Per quanto concerne l’Irpef si punta ad abbassare l’aliquota effettiva per lo scaglione medio tra i 28mila e i 50mila euro, la cosiddetta “gobba” determinata dal bonus del 2014 (Renzi) e da quello del 2020, e a un disboscamento delle deduzioni, delle detrazioni e, più in generale, delle spese fiscali, le cosiddette tax expenditures. Le quali sono 620 e determinano un mancato gettito di 75 miliardi. Tra esse, anche una parte dei Sussidi ambientalmente dannosi (Sad) per circa 17 miliardi. Sul punto il documento propone “la progressiva riduzione dei sussidi dannosi per l’ambiente, evitando aggravi di costi per le imprese”. Cioè, in parole povere, non si riducono – alla faccia della transizione ecologica!
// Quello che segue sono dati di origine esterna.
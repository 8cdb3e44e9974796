use sweep_rs::minefield::Minefield;
use sweep_rs::Game;

enum DebugAction {
    Reveal((u16, u16)),
    Flag((u16, u16)),
}

fn get_action() -> Option<DebugAction> {
    println!("Enter the desired action and the target cell's coordinates (e.g. `f 3,5` to flag the cell at x = 3, y = 5):");

    let mut input = String::new();
    std::io::stdin().read_line(&mut input).ok()?;

    let [action, cell_position]: [&str; 2] = input
        .split_whitespace()
        .collect::<Vec<&str>>()
        .as_slice()
        .try_into()
        .ok()?;

    let cell_position = cell_position
        .trim()
        .split(',')
        .filter_map(|s| s.trim().parse().ok())
        .collect::<Vec<u16>>();

    let cell_position = (*cell_position.first()?, *cell_position.get(1)?);

    match action {
        "r" => Some(DebugAction::Reveal(cell_position)),
        "f" => Some(DebugAction::Flag(cell_position)),
        _ => None,
    }
}

fn print_minefield(minefield: &Minefield) {
    println!("DISPLAY:\n{}", minefield);
    // println!("DEBUG:\n{:?}", minefield);
}

fn main() {
    let mut game = Game::new(9, 9, 10).expect("Couldn't create a game instance!");

    print_minefield(game.minefield());

    loop {
        let Some(action) = get_action() else {
            println!("Incorrect input! Please, try again.");
            continue;
        };

        let result = match action {
            DebugAction::Reveal((x, y)) => game.reveal(x, y).map(|changed| changed.len()),
            DebugAction::Flag((x, y)) => game.flag(x, y).map(usize::from),
        };

        match result {
            Ok(changed_amount) => println!("{changed_amount} cell(s) changed"),
            Err(error) => {
                println!("{error}");
                continue;
            }
        }

        print_minefield(game.minefield());

        if game.outcome().is_over() {
            println!("{:?}", game.outcome());
            break;
        }
    }
}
L’unità impositiva resterebbe il reddito individuale, non quello familiare, sconfessando i modelli di imposizione familiare (quoziente o splitting) molto cari alla destra. L’obiettivo è quello di favorire l’offerta di lavoro femminile, che sarebbe penalizzata dal cumulo dei redditi. Si propone anche di rivedere la detrazione per coniuge a carico e introdurre per un periodo definito una imposizione agevolata in caso di ingresso al lavoro del secondo percettore di reddito in famiglia. Si prevede anche una tassazione agevolata per i giovani under 35.
Per gli autonomi viene confermata l’attuale flat tax e si indica il superamento della ritenuta d’acconto con l’istituzione di un nuovo meccanismo di rateizzazione del saldo e del primo acconto in sei rate mensili.
Per quanto concerne l’Iva, la madre di tutte le imposte evase (35 miliardi di gettito evaso), si propone una semplificazione e una riduzione dell’aliquota ordinaria. Non si capisce come una riduzione complessiva del gettito Iva possa conciliarsi con il costo complessivo delle proposte e con l’indicazione europea di spostare il carico tributario dall’imposizione diretta a quella indiretta. Posizione comunque da contrastare in quanto ne deriva l’implicita sottovalutazione degli effetti distributivi, che conseguirebbero per i redditi medio-bassi e bassi, ove la manovra di ricomposizione tributaria avesse un minimo di consistenza.
Alla fine, dunque, si è scelto di confermare il nostro sistema fiscale ibrido che prevede molteplici regimi di tassazione diversi dall’Irpef, rifiutando alla radice un riordino più adatto a conseguire la progressività fiscale prevista dalla Costituzione. Non si intaccano i patrimoni dei più ricchi e si favoriscono le società senza contropartite reali. Una delle poche note positive è che non è stata presa in considerazione la flat tax proposta dalle destre, peraltro poco attuabile.
Di fronte all’aumento della povertà, le scelte delle due Commissioni e della maggioranza di governo sembrano volere favorire la parte superiore della nostra società, i vincenti della globalizzazione.